I have written about co-dependence and workaholism from the perspective of both a professional and a person who has nearly drowned in each of those deep pools. Both had become addictions that almost ended my life. I say that the woman I was died on 6/12/14 to give birth to the one I am today. She had to die, since she was killing me.
It came to me even more powerful recently, as I have just turned the calendar page, entering into the seventh decade of life that other cognitive concerns have arisen. My busy-buzzy brain is filled with copious amounts of information that is not always easily accessible. I experience what I refer to as “middle-aged moments” or “wise woman moments”, since ideally the older we get, the wiser we become. I may be low on band-width. The problem isn’t storage, it’s retrieval. I use memory cues to recall names and concepts. Google has become an active part of my brain as I am able to quickly access the information I want to share with a client or student.
I have long expressed that I am “functionally manic (not an actual DSM diagnosis), with undiagnosed ADHD”. I sometimes run at the speed of light, attempting to accomplish more in a day than others achieve in a week. When clients encourage me to go home and get some rest, then I know I need to slow my pace. Either that, or I have taught them well about the importance of good self-care. When I am in my office, I sometimes subtly fidget with a smooth stone or feather; both of which I sometimes give to clients as I keep a supply handy as a tool for them for relaxation purposes.

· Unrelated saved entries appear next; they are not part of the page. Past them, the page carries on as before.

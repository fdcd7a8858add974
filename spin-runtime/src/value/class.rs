//! `Class` and `Instance` (spec §3).
//!
//! `Class` is a shared, non-owning handle (`Rc`) — every `Object::Class`
//! value referring to the same declaration points at the same
//! `ClassData`, so a `StaticSet` through one handle is visible through
//! every other. `Instance` shares its attribute store the same way so
//! that a bound `self` inside a method mutates the very object the
//! caller holds; [`Instance::deep_clone`] is the one place that breaks
//! that sharing, used by `Processor::apply_assignment` for `Instance =
//! Instance` (spec §4.4: "the right-hand instance is deep-copied by
//! value and replaces the left-hand payload").

use std::cell::RefCell;
use std::collections::HashMap;
use std::rc::Rc;

use spin_base::Symbol;
use spin_syntax::ast::AccessModifier;

use super::routine::Routine;
use super::Object;

/// One `Variable`/`Vector` declaration inside a class body, replayed for
/// every new instance (spec §3: "initialised by replaying the class's
/// dynamic-attribute declarations at construction time").
#[derive(Clone, Copy)]
pub struct AttributeDecl<'a> {
    pub modifier: AccessModifier,
    pub declaration: &'a spin_syntax::ast::Statement<'a>,
}

pub struct ClassData<'a> {
    pub name: Symbol,
    pub static_members: RefCell<HashMap<Symbol, (AccessModifier, Object<'a>)>>,
    pub dynamic_attrs: Vec<AttributeDecl<'a>>,
    pub at_create: Option<Routine<'a>>,
    pub at_delete: Option<Routine<'a>>,
}

pub type Class<'a> = Rc<ClassData<'a>>;

#[derive(Clone)]
pub struct Instance<'a> {
    pub class: Class<'a>,
    attributes: Rc<RefCell<HashMap<Symbol, (AccessModifier, Object<'a>)>>>,
}

impl<'a> Instance<'a> {
    pub fn new(class: Class<'a>, attributes: HashMap<Symbol, (AccessModifier, Object<'a>)>) -> Self {
        Instance {
            class,
            attributes: Rc::new(RefCell::new(attributes)),
        }
    }

    pub fn get(&self, name: Symbol) -> Option<(AccessModifier, Object<'a>)> {
        self.attributes.borrow().get(&name).cloned()
    }

    pub fn set(&self, name: Symbol, value: Object<'a>) -> bool {
        let mut attrs = self.attributes.borrow_mut();
        match attrs.get_mut(&name) {
            Some(slot) => {
                slot.1 = value;
                true
            }
            None => false,
        }
    }

    pub fn modifier_of(&self, name: Symbol) -> Option<AccessModifier> {
        self.attributes.borrow().get(&name).map(|(m, _)| *m)
    }

    /// Same backing `Class` declaration — required before an
    /// `Instance = Instance` assignment may proceed (spec §4.4).
    pub fn same_class(&self, other: &Instance<'a>) -> bool {
        Rc::ptr_eq(&self.class, &other.class)
    }

    /// Breaks attribute-store sharing: every attribute value is itself
    /// deep-cloned (nested instances recursively), and the result owns a
    /// fresh `Rc<RefCell<..>>`.
    pub fn deep_clone(&self) -> Instance<'a> {
        let cloned: HashMap<_, _> = self
            .attributes
            .borrow()
            .iter()
            .map(|(k, (m, v))| (*k, (*m, v.deep_clone())))
            .collect();
        Instance {
            class: self.class.clone(),
            attributes: Rc::new(RefCell::new(cloned)),
        }
    }
}

#[cfg(test)]
mod tests {
    use super::*;
    use spin_base::Interner;

    #[test]
    fn mutating_through_one_handle_is_visible_through_another() {
        let mut interner = Interner::new();
        let class = Rc::new(ClassData {
            name: interner.intern("C"),
            static_members: RefCell::new(HashMap::new()),
            dynamic_attrs: Vec::new(),
            at_create: None,
            at_delete: None,
        });
        let k = interner.intern("k");
        let mut attrs = HashMap::new();
        attrs.insert(k, (AccessModifier::Public, Object::Integer(1)));
        let instance = Instance::new(class, attrs);
        let handle = instance.clone();
        handle.set(k, Object::Integer(42));
        assert!(matches!(instance.get(k), Some((_, Object::Integer(42)))));
    }

    #[test]
    fn deep_clone_is_observationally_independent() {
        let mut interner = Interner::new();
        let class = Rc::new(ClassData {
            name: interner.intern("C"),
            static_members: RefCell::new(HashMap::new()),
            dynamic_attrs: Vec::new(),
            at_create: None,
            at_delete: None,
        });
        let k = interner.intern("k");
        let mut attrs = HashMap::new();
        attrs.insert(k, (AccessModifier::Public, Object::Integer(1)));
        let p = Instance::new(class, attrs);
        let q = p.deep_clone();
        q.set(k, Object::Integer(99));
        assert!(matches!(p.get(k), Some((_, Object::Integer(1)))));
        assert!(matches!(q.get(k), Some((_, Object::Integer(99)))));
    }
}
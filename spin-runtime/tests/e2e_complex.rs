//! End-to-end tests: Complex scalar arithmetic (spec §3/§4.4).

mod common;

use common::run_source;
use spin_runtime::Object;

#[test]
fn squaring_one_plus_two_i_matches_foil_expansion() {
    let (mut interp, result) = run_source("Complex z = 1 + 2i; Complex w = z * z;");
    result.expect("program should evaluate without error");
    match interp.global("w") {
        Some(Object::Complex(c)) => {
            assert_eq!(c.re, -3.0);
            assert_eq!(c.im, 4.0);
        }
        other => panic!("expected a Complex result, found {:?}", other),
    }
}

#[test]
fn dividing_by_a_zero_magnitude_complex_is_an_evaluation_error() {
    let (_interp, result) = run_source("Complex z = 1 + 1i; Complex w = z / (0 + 0i);");
    assert!(result.is_err());
}
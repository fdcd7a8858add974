//! Expression nodes.
//!
//! Literal payloads are parsed scalars (`LiteralValue`), not runtime
//! `Object`s — the AST must not depend on the runtime crate that walks
//! it. The interpreter converts a `LiteralValue` into an `Object` on
//! first visit; unlike the original evaluator this value isn't cached
//! back into the node (that would need interior mutability of a runtime
//! type living inside a syntax-only crate), but the conversion is a
//! single match arm, cheap enough to repeat on every visit.

use spin_base::{Span, Symbol};

use crate::token::TokenKind;

/// A literal scalar as the parser understood it from its token.
#[derive(Debug, Clone, Copy, PartialEq)]
pub enum LiteralValue {
    Boolean(bool),
    Integer(i64),
    Real(f64),
    Imaginary(f64),
    Character(u8),
    String(Symbol),
}

/// Which basis or named vector a `Bra`/`Ket` expression refers to.
#[derive(Debug, Clone, Copy, PartialEq, Eq)]
pub enum BraKetRef {
    /// `<0|`, `<1|`, `|0>`, `|1>` — the fixed two-dimensional basis.
    Basis(u8),
    /// `<name|` or `|name>` — a previously declared Vector.
    Named(Symbol),
}

#[derive(Debug, Clone, Copy)]
pub enum Expression<'a> {
    Literal {
        value: LiteralValue,
        span: Span,
    },
    Identifier {
        name: Symbol,
        span: Span,
    },
    SelfExpr {
        span: Span,
    },
    Grouping(&'a Expression<'a>),
    List {
        elements: &'a [Expression<'a>],
        span: Span,
    },
    /// `target = value`, produced only when the parsed target is an
    /// identifier, `DynamicGet`, or `StaticGet` (spec assignment desugaring).
    Assignment {
        target: &'a Expression<'a>,
        value: &'a Expression<'a>,
        span: Span,
    },
    /// A compound-assign (`+=` … `^=`) whose left side was an identifier;
    /// kept distinct from `Binary` so the interpreter can dispatch straight
    /// to `Processor::apply_mutable_assignment`.
    Mutable {
        name: Symbol,
        op: TokenKind,
        value: &'a Expression<'a>,
        span: Span,
    },
    Binary {
        left: &'a Expression<'a>,
        op: TokenKind,
        right: &'a Expression<'a>,
        span: Span,
    },
    Comparison {
        left: &'a Expression<'a>,
        op: TokenKind,
        right: &'a Expression<'a>,
        span: Span,
    },
    /// `&&` / `||`, short-circuiting; both operands must evaluate Boolean.
    Logical {
        left: &'a Expression<'a>,
        op: TokenKind,
        right: &'a Expression<'a>,
        span: Span,
    },
    /// Prefix (`- + ~ !`) or postfix (`° ^ '`) unary application.
    Unary {
        op: TokenKind,
        operand: &'a Expression<'a>,
        postfix: bool,
        span: Span,
    },
    /// `target[index]`. `index` is `None` for a bare `target[]`, which the
    /// grammar permits but evaluation always rejects (mirrors the
    /// original parser's `completeSubscript`, which allows a null index
    /// expression to flow through to the evaluator rather than rejecting
    /// it at parse time).
    Subscript {
        target: &'a Expression<'a>,
        index: Option<&'a Expression<'a>>,
        span: Span,
    },
    /// `new`-qualified calls mark `is_new`; the parser has already checked
    /// that such a call's callee names a type.
    Call {
        callee: &'a Expression<'a>,
        args: &'a [Expression<'a>],
        is_new: bool,
        span: Span,
    },
    /// `object.name` — `self_reference` is set when the chain started at
    /// `self`, letting the interpreter bypass the external access modifier.
    DynamicGet {
        object: &'a Expression<'a>,
        name: Symbol,
        self_reference: bool,
        span: Span,
    },
    /// `object::name` — static member access.
    StaticGet {
        object: &'a Expression<'a>,
        name: Symbol,
        self_reference: bool,
        span: Span,
    },
    DynamicSet {
        object: &'a Expression<'a>,
        name: Symbol,
        value: &'a Expression<'a>,
        self_reference: bool,
        span: Span,
    },
    StaticSet {
        object: &'a Expression<'a>,
        name: Symbol,
        value: &'a Expression<'a>,
        self_reference: bool,
        span: Span,
    },
    Bra {
        which: BraKetRef,
        span: Span,
    },
    Ket {
        which: BraKetRef,
        span: Span,
    },
    /// `<a|b>` literal, names extracted from the single lexeme.
    Inner {
        bra: Symbol,
        ket: Symbol,
        span: Span,
    },
    /// `|a><b|` literal. Outer-product *evaluation* is an intentionally
    /// unimplemented gap carried over from the original evaluator (see
    /// the interpreter's `visit_outer`); the node itself parses fine.
    Outer {
        ket: Symbol,
        bra: Symbol,
        span: Span,
    },
}

impl<'a> Expression<'a> {
    pub fn span(&self) -> Span {
        match self {
            Expression::Literal { span, .. }
            | Expression::Identifier { span, .. }
            | Expression::SelfExpr { span }
            | Expression::List { span, .. }
            | Expression::Assignment { span, .. }
            | Expression::Mutable { span, .. }
            | Expression::Binary { span, .. }
            | Expression::Comparison { span, .. }
            | Expression::Logical { span, .. }
            | Expression::Unary { span, .. }
            | Expression::Subscript { span, .. }
            | Expression::Call { span, .. }
            | Expression::DynamicGet { span, .. }
            | Expression::StaticGet { span, .. }
            | Expression::DynamicSet { span, .. }
            | Expression::StaticSet { span, .. }
            | Expression::Bra { span, .. }
            | Expression::Ket { span, .. }
            | Expression::Inner { span, .. }
            | Expression::Outer { span, .. } => *span,
            Expression::Grouping(inner) => inner.span(),
        }
    }
}
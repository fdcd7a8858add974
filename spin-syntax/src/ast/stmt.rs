//! Statement nodes.

use spin_base::{Span, Symbol};

use super::expr::Expression;

/// A function/procedure parameter: a name and its declared type. `is_basic`
/// distinguishes a `BasicType` parameter from a class-typed one, mirroring
/// the same split used for variable declarations.
#[derive(Debug, Clone, Copy)]
pub struct Param {
    pub name: Symbol,
    pub type_name: Symbol,
    pub is_basic: bool,
}

/// Field/method access level (spec §3's `AccessModifier`).
#[derive(Debug, Clone, Copy, PartialEq, Eq)]
pub enum AccessModifier {
    Public,
    Hidden,
    Secure,
    Immune,
}

/// One brace-delimited class body member, already classified by the
/// parser: its access level, whether `@static`/`@shared` made it
/// class-scoped rather than per-instance, and whether it is the
/// constructor/destructor hook.
#[derive(Debug, Clone, Copy)]
pub struct ClassMember<'a> {
    pub modifier: AccessModifier,
    pub class_scoped: bool,
    pub is_create: bool,
    pub is_delete: bool,
    pub declaration: &'a Statement<'a>,
}

#[derive(Debug, Clone, Copy)]
pub enum Statement<'a> {
    Block(&'a [Statement<'a>]),
    If {
        condition: &'a Expression<'a>,
        then_branch: &'a Statement<'a>,
        else_branch: Option<&'a Statement<'a>>,
        span: Span,
    },
    /// Pre-test: loop while `condition` is true.
    While {
        condition: &'a Expression<'a>,
        body: &'a Statement<'a>,
        span: Span,
    },
    /// Post-test: run `body` once, then loop while `condition` is true.
    DoWhile {
        body: &'a Statement<'a>,
        condition: &'a Expression<'a>,
        span: Span,
    },
    /// Pre-test: loop while `condition` is false.
    Until {
        condition: &'a Expression<'a>,
        body: &'a Statement<'a>,
        span: Span,
    },
    /// Post-test: run `body` once, then loop while `condition` is false.
    RepeatUntil {
        body: &'a Statement<'a>,
        condition: &'a Expression<'a>,
        span: Span,
    },
    /// Unconditional; only exits via `break`.
    Loop {
        body: &'a Statement<'a>,
        span: Span,
    },
    For {
        declaration: &'a Statement<'a>,
        condition: &'a Expression<'a>,
        stepper: &'a Expression<'a>,
        body: &'a Statement<'a>,
        span: Span,
    },
    Break {
        span: Span,
    },
    Continue {
        span: Span,
    },
    /// `rest;` — a no-op statement.
    Rest {
        span: Span,
    },
    Return {
        value: Option<&'a Expression<'a>>,
        span: Span,
    },
    /// `delete name;` — unbinds `name` from the current frame only.
    Delete {
        name: Symbol,
        span: Span,
    },
    /// Covers both `BasicType IDENT (= expr)? ;` and
    /// `ClassName IDENT (= new ClassName(args))? ;`; `is_basic` tells the
    /// interpreter whether `type_name` names a `BasicType` or a class.
    Variable {
        type_name: Symbol,
        is_basic: bool,
        name: Symbol,
        initializer: Option<&'a Expression<'a>>,
        span: Span,
    },
    /// `Vector |name> = expr? ;` or `Vector <name| = expr? ;`.
    Vector {
        name: Symbol,
        is_ket: bool,
        initializer: Option<&'a Expression<'a>>,
        span: Span,
    },
    Function {
        name: Symbol,
        params: &'a [Param],
        return_type: Symbol,
        body: &'a [Statement<'a>],
        span: Span,
    },
    Procedure {
        name: Symbol,
        params: &'a [Param],
        body: &'a [Statement<'a>],
        span: Span,
    },
    Class {
        name: Symbol,
        members: &'a [ClassMember<'a>],
        span: Span,
    },
    Expr(&'a Expression<'a>),
    /// Records the current file name for diagnostics; emitted once per
    /// code unit ahead of its statements.
    File {
        name: Symbol,
        span: Span,
    },
}

impl<'a> Statement<'a> {
    pub fn span(&self) -> Span {
        match self {
            Statement::Block(stmts) => stmts
                .first()
                .map(|s| s.span())
                .unwrap_or_default(),
            Statement::If { span, .. }
            | Statement::While { span, .. }
            | Statement::DoWhile { span, .. }
            | Statement::Until { span, .. }
            | Statement::RepeatUntil { span, .. }
            | Statement::Loop { span, .. }
            | Statement::For { span, .. }
            | Statement::Break { span }
            | Statement::Continue { span }
            | Statement::Rest { span }
            | Statement::Return { span, .. }
            | Statement::Delete { span, .. }
            | Statement::Variable { span, .. }
            | Statement::Vector { span, .. }
            | Statement::Function { span, .. }
            | Statement::Procedure { span, .. }
            | Statement::Class { span, .. }
            | Statement::File { span, .. } => *span,
            Statement::Expr(expr) => expr.span(),
        }
    }
}
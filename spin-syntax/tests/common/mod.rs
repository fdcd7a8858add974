//! Shared lexer test harness.

use spin_base::Interner;
use spin_syntax::{Lexer, Token};

pub fn lex(source: &str) -> (Vec<Token>, Interner) {
    let mut interner = Interner::new();
    let tokens = Lexer::new(source, &mut interner).tokenize();
    (tokens, interner)
}
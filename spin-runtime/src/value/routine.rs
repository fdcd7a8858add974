//! Callable runtime values (spec §4.6): `Function`, `Procedure`,
//! `NativeFunction`, `NativeProcedure`. All four share the `CallProtocol`
//! capability — `call`, `arity`, `stringValue`, `copy`, and a bound `self`
//! slot — implemented here as inherent methods on [`Routine`] rather than
//! a trait, since every variant needs interpreter access to actually run.

use std::fmt;
use std::rc::Rc;

use spin_base::Symbol;
use spin_syntax::ast::{Param, Statement};

use super::class::Instance;
use super::Object;

/// A user-defined `func`/`proc` declaration plus the environment it closed
/// over. Shared by `Rc` so copying a `Routine` value (e.g. returning it
/// from a `DynamicGet`) is cheap and every copy still calls the same body.
pub struct RoutineDef<'a> {
    pub name: Symbol,
    pub params: &'a [Param],
    /// `Some` for a `Function` (its declared return type name); `None`
    /// would be a contradiction for this struct — procedures use a
    /// separate variant precisely so this stays meaningful.
    pub return_type: Symbol,
    pub body: &'a [Statement<'a>],
    pub closure: crate::environment::Environment<'a>,
}

/// A host-implemented routine (`Console.write`, `clock`, `random`, …).
/// `arity: None` marks the "mutable parameters" escape hatch spec §4.6
/// mentions for variadic/typeless natives like `Console.write`.
pub struct NativeDef<'a> {
    pub name: &'static str,
    pub arity: Option<usize>,
    pub func: NativeFn<'a>,
}

pub type NativeFn<'a> = Rc<
    dyn Fn(
        &mut crate::interpreter::Interpreter<'a>,
        &[Object<'a>],
        spin_base::Span,
    ) -> spin_base::Result<Option<Object<'a>>>,
>;

#[derive(Clone)]
pub enum Routine<'a> {
    Function(Rc<RoutineDef<'a>>, Option<Box<Instance<'a>>>),
    Procedure(Rc<RoutineDef<'a>>, Option<Box<Instance<'a>>>),
    NativeFunction(Rc<NativeDef<'a>>, Option<Box<Instance<'a>>>),
    NativeProcedure(Rc<NativeDef<'a>>, Option<Box<Instance<'a>>>),
}

impl<'a> Routine<'a> {
    pub fn name(&self) -> &str {
        match self {
            Routine::Function(def, _) | Routine::Procedure(def, _) => {
                // Symbol text isn't reachable without an interner here;
                // callers that need the name for diagnostics resolve it
                // themselves. This accessor exists for natives only.
                let _ = def;
                "<routine>"
            }
            Routine::NativeFunction(def, _) | Routine::NativeProcedure(def, _) => def.name,
        }
    }

    pub fn is_function(&self) -> bool {
        matches!(self, Routine::Function(..) | Routine::NativeFunction(..))
    }

    pub fn arity(&self) -> Option<usize> {
        match self {
            Routine::Function(def, _) | Routine::Procedure(def, _) => Some(def.params.len()),
            Routine::NativeFunction(def, _) | Routine::NativeProcedure(def, _) => def.arity,
        }
    }

    /// Binds `obj` as `self` for an instance-method call (spec §4.6's
    /// "Method binding"). Returns a new `Routine` value sharing the same
    /// underlying definition.
    pub fn bind(&self, obj: Instance<'a>) -> Routine<'a> {
        match self {
            Routine::Function(def, _) => Routine::Function(def.clone(), Some(Box::new(obj))),
            Routine::Procedure(def, _) => Routine::Procedure(def.clone(), Some(Box::new(obj))),
            Routine::NativeFunction(def, _) => {
                Routine::NativeFunction(def.clone(), Some(Box::new(obj)))
            }
            Routine::NativeProcedure(def, _) => {
                Routine::NativeProcedure(def.clone(), Some(Box::new(obj)))
            }
        }
    }

    pub fn bound_self(&self) -> Option<&Instance<'a>> {
        match self {
            Routine::Function(_, s)
            | Routine::Procedure(_, s)
            | Routine::NativeFunction(_, s)
            | Routine::NativeProcedure(_, s) => s.as_deref(),
        }
    }
}

impl<'a> fmt::Debug for Routine<'a> {
    fn fmt(&self, f: &mut fmt::Formatter<'_>) -> fmt::Result {
        write!(f, "Routine({})", self.name())
    }
}

#[cfg(test)]
mod tests {
    use super::*;

    #[test]
    fn native_arity_none_marks_mutable_parameters() {
        let def = Rc::new(NativeDef {
            name: "write",
            arity: None,
            func: Rc::new(|_interp, _args, _span| Ok(None)),
        });
        let routine = Routine::NativeProcedure(def, None);
        assert_eq!(routine.arity(), None);
    }
}
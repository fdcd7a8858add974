//! Native library bootstrap (spec §4.5, §6).
//!
//! `Console` is installed as a `Class` whose static members are native
//! routines, grounded directly in the original evaluator's library
//! definer (`Libraries.cpp`): a class, not an instance, because nothing
//! ever constructs a `Console`. `Kronos` and `Maths` are no-ops here —
//! `clock`/`sleep`/`random` are installed unconditionally at interpreter
//! startup regardless of any `import` (spec §9 supplement), and `Maths`
//! has no required entry points.

use std::cell::RefCell;
use std::collections::HashMap;
use std::io::{self, Write as _};
use std::rc::Rc;
use std::time::{SystemTime, UNIX_EPOCH};

use spin_base::{ErrorCode, Interner, Result, Span, SpannedError};
use spin_syntax::ast::AccessModifier;
use spin_syntax::LibraryId;

use crate::environment::Environment;
use crate::interpreter::Interpreter;
use crate::value::{ClassData, NativeDef, NativeFn, Object, Routine};

fn native_function<'a>(name: &'static str, arity: Option<usize>, func: NativeFn<'a>) -> Object<'a> {
    Object::Routine(Routine::NativeFunction(Rc::new(NativeDef { name, arity, func }), None))
}

fn native_procedure<'a>(name: &'static str, arity: Option<usize>, func: NativeFn<'a>) -> Object<'a> {
    Object::Routine(Routine::NativeProcedure(Rc::new(NativeDef { name, arity, func }), None))
}

fn stringify_args<'a>(interp: &Interpreter<'a>, args: &[Object<'a>]) -> String {
    args.iter().map(|a| a.stringify(|s| interp.resolve(s).to_string())).collect::<Vec<_>>().join("")
}

fn read_line() -> String {
    let mut buf = String::new();
    let _ = io::stdin().read_line(&mut buf);
    while buf.ends_with('\n') || buf.ends_with('\r') {
        buf.pop();
    }
    buf
}

/// Builds the `\e[{sgr};5;{n}m` / `\e[{sgr};2;{r};{g};{b}m` escape for
/// `setBackground`/`setForeground`, whose single-argument form takes an
/// 8-bit palette index and three-argument form takes RGB channels
/// (spec §4.5; grounded in `Libraries.cpp`'s `setBackground`/`setForeground`).
fn sgr_channel(args: &[Object], sgr: &str, span: Span) -> Result<String> {
    fn channel_value(o: &Object) -> Option<i64> {
        match o {
            Object::Integer(n) => Some(*n),
            Object::Byte(b) => Some(*b as i64),
            _ => None,
        }
    }
    match args.len() {
        1 => {
            let n = channel_value(&args[0])
                .ok_or_else(|| SpannedError::new(ErrorCode::Evaluation, "expected an Integer or Byte palette index", span))?;
            Ok(format!("\x1b[{};5;{}m", sgr, n))
        }
        3 => {
            let mut parts = Vec::with_capacity(3);
            for arg in args {
                let n = channel_value(arg).ok_or_else(|| {
                    SpannedError::new(ErrorCode::Evaluation, "expected Integer or Byte RGB components", span)
                })?;
                parts.push(n.to_string());
            }
            Ok(format!("\x1b[{};2;{};{};{}m", sgr, parts[0], parts[1], parts[2]))
        }
        _ => Err(SpannedError::new(
            ErrorCode::Evaluation,
            "call doesn't match the predefined parameters: expected 1 or 3 arguments",
            span,
        )),
    }
}

/// `sleep`, `clock`, `random` — always in scope, independent of any
/// `import Kronos` (spec §9 supplement to the distilled grammar).
pub fn install_always_available<'a>(globals: &Environment<'a>, interner: &mut Interner) {
    globals.define(
        interner.intern("sleep"),
        native_procedure("sleep", Some(1), Rc::new(|_interp, args, span| {
            let ms = match args.first() {
                Some(Object::Integer(n)) if *n >= 0 => *n as u64,
                _ => {
                    return Err(SpannedError::new(
                        ErrorCode::Evaluation,
                        "sleep expects a non-negative Integer of milliseconds",
                        span,
                    ))
                }
            };
            std::thread::sleep(std::time::Duration::from_millis(ms));
            Ok(None)
        })),
    );
    globals.define(
        interner.intern("clock"),
        native_function("clock", Some(0), Rc::new(|_interp, _args, _span| {
            let millis = SystemTime::now().duration_since(UNIX_EPOCH).unwrap_or_default().as_millis();
            Ok(Some(Object::Integer(millis as i64)))
        })),
    );
    globals.define(
        interner.intern("random"),
        native_function("random", Some(0), Rc::new(|_interp, _args, _span| {
            Ok(Some(Object::Real(rand::random::<f64>())))
        })),
    );
}

pub fn install<'a>(library: LibraryId, globals: &Environment<'a>, interner: &mut Interner) {
    match library {
        LibraryId::Console => install_console(globals, interner),
        LibraryId::Kronos | LibraryId::Maths => {}
    }
}

fn install_console<'a>(globals: &Environment<'a>, interner: &mut Interner) {
    let mut statics = HashMap::new();

    statics.insert(
        interner.intern("write"),
        (AccessModifier::Public, native_procedure("write", None, Rc::new(|interp, args, _span| {
            print!("{}", stringify_args(interp, args));
            let _ = io::stdout().flush();
            Ok(None)
        }))),
    );
    statics.insert(
        interner.intern("writeLine"),
        (AccessModifier::Public, native_procedure("writeLine", None, Rc::new(|interp, args, _span| {
            println!("{}", stringify_args(interp, args));
            Ok(None)
        }))),
    );
    statics.insert(
        interner.intern("read"),
        (AccessModifier::Public, native_function("read", None, Rc::new(|interp, args, _span| {
            print!("{}", stringify_args(interp, args));
            let _ = io::stdout().flush();
            Ok(Some(Object::String(read_line())))
        }))),
    );
    statics.insert(
        interner.intern("readLine"),
        (AccessModifier::Public, native_function("readLine", None, Rc::new(|interp, args, _span| {
            println!("{}", stringify_args(interp, args));
            Ok(Some(Object::String(read_line())))
        }))),
    );
    statics.insert(
        interner.intern("setBackground"),
        (AccessModifier::Public, native_procedure("setBackground", None, Rc::new(|_interp, args, span| {
            print!("{}", sgr_channel(args, "48", span)?);
            let _ = io::stdout().flush();
            Ok(None)
        }))),
    );
    statics.insert(
        interner.intern("setForeground"),
        (AccessModifier::Public, native_procedure("setForeground", None, Rc::new(|_interp, args, span| {
            print!("{}", sgr_channel(args, "38", span)?);
            let _ = io::stdout().flush();
            Ok(None)
        }))),
    );
    statics.insert(
        interner.intern("reset"),
        (AccessModifier::Public, native_procedure("reset", Some(0), Rc::new(|_interp, _args, _span| {
            print!("\x1b[0m");
            let _ = io::stdout().flush();
            Ok(None)
        }))),
    );
    statics.insert(
        interner.intern("clean"),
        (AccessModifier::Public, native_procedure("clean", Some(0), Rc::new(|_interp, _args, _span| {
            print!("\x1bc\x1b[3J");
            let _ = io::stdout().flush();
            Ok(None)
        }))),
    );

    let class = Rc::new(ClassData {
        name: interner.intern("Console"),
        static_members: RefCell::new(statics),
        dynamic_attrs: Vec::new(),
        at_create: None,
        at_delete: None,
    });
    globals.define(class.name, Object::Class(class));
}
//! End-to-end tests: string concatenation (spec §4.4's `+`-overload rule:
//! any operand paired with a `String` stringifies rather than erroring).

mod common;

use common::run_source;
use spin_runtime::Object;

#[test]
fn string_plus_integer_stringifies_the_integer() {
    let (mut interp, result) = run_source("String s = \"n=\" + 42;");
    result.expect("program should evaluate without error");
    assert!(matches!(interp.global("s"), Some(Object::String(ref v)) if v == "n=42"));
}

#[test]
fn string_plus_boolean_stringifies_the_boolean() {
    let (mut interp, result) = run_source("String s = \"flag=\" + true;");
    result.expect("program should evaluate without error");
    assert!(matches!(interp.global("s"), Some(Object::String(ref v)) if v == "flag=true"));
}

#[test]
fn string_plus_character_concatenates() {
    let (mut interp, result) = run_source("String s = \"ab\" + 'c';");
    result.expect("program should evaluate without error");
    assert!(matches!(interp.global("s"), Some(Object::String(ref v)) if v == "abc"));
}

A few years ago, someone expressed concerns on social media that it was inappropriate for me as a professional to admit such vulnerability. It would, in her opinion, diminish my credibility. Once again, that aspect of me who wanted to be perceived as having it all together, felt seismic activity. “What if she’s right? What if clients want a therapist who is supremely self-confident?” It was then that I realized while it might be so for some, what seemed to matter more was authenticity. A real human being who had been through some of the same experiences. Someone who had not only survived loss, pain and challenges, but who has developed coping strategies to help her thrive.
A sister Social Worker, Brene’ Brown, speaks about the importance of authenticity, vulnerability and connection. As I have viewed her YouTube videos over the years, I have expressed a hearty affirmation of all that she says. This is a woman who has crafted a career on that foundation. She has taken it to a level to which people from all walks of life can nod their heads knowingly with ‘me too’ recognition.
To my fellow therapists, I offer an invitation to allow for your own humanization with a full range of emotions and a sense of compassion for yourself that you may never have experienced. It may do you and your clients a world of good.